● **ACTION ITEM**: Check every line of the data and copy the ones where "PathBuf" appears.

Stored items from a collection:
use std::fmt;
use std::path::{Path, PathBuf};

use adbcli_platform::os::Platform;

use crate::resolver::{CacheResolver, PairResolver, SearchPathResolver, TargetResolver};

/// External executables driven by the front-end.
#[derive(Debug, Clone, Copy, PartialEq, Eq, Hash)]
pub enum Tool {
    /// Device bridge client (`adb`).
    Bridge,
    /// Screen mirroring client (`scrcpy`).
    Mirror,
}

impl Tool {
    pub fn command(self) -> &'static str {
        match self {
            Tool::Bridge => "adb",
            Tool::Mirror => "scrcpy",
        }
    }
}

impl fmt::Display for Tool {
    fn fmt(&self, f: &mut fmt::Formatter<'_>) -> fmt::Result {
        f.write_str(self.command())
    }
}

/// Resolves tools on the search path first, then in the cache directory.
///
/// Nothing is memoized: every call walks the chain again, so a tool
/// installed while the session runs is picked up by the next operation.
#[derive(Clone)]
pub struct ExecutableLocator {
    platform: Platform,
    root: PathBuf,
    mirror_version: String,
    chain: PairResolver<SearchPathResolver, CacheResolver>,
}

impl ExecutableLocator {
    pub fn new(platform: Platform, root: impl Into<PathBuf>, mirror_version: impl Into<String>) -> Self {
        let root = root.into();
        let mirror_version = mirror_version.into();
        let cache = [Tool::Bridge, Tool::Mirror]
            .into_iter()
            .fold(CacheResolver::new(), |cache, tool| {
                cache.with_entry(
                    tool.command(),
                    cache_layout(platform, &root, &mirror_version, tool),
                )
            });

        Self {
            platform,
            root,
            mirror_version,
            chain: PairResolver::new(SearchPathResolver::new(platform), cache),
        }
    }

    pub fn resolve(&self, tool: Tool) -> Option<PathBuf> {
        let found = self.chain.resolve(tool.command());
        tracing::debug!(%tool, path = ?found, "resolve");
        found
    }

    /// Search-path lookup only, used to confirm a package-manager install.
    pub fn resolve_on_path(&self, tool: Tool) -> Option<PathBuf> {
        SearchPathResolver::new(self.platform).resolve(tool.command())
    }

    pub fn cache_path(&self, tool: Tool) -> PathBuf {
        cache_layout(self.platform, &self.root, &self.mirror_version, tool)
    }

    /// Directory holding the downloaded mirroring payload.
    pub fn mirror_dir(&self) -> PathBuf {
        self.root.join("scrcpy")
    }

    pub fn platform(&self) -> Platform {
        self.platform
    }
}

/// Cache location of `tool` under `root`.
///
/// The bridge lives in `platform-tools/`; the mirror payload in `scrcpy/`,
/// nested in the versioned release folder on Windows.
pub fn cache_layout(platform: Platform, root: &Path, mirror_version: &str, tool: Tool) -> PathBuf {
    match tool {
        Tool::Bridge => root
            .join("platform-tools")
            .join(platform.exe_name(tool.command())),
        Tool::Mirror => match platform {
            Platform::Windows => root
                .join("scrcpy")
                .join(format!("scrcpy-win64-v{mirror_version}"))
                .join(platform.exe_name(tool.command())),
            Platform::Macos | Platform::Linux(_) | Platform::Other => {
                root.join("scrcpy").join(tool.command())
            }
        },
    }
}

● **RESPONSE**:
use std::path::{Path, PathBuf};
    root: PathBuf,
    pub fn new(platform: Platform, root: impl Into<PathBuf>, mirror_version: impl Into<String>) -> Self {
    pub fn resolve(&self, tool: Tool) -> Option<PathBuf> {
    pub fn resolve_on_path(&self, tool: Tool) -> Option<PathBuf> {
    pub fn cache_path(&self, tool: Tool) -> PathBuf {
    pub fn mirror_dir(&self) -> PathBuf {
pub fn cache_layout(platform: Platform, root: &Path, mirror_version: &str, tool: Tool) -> PathBuf {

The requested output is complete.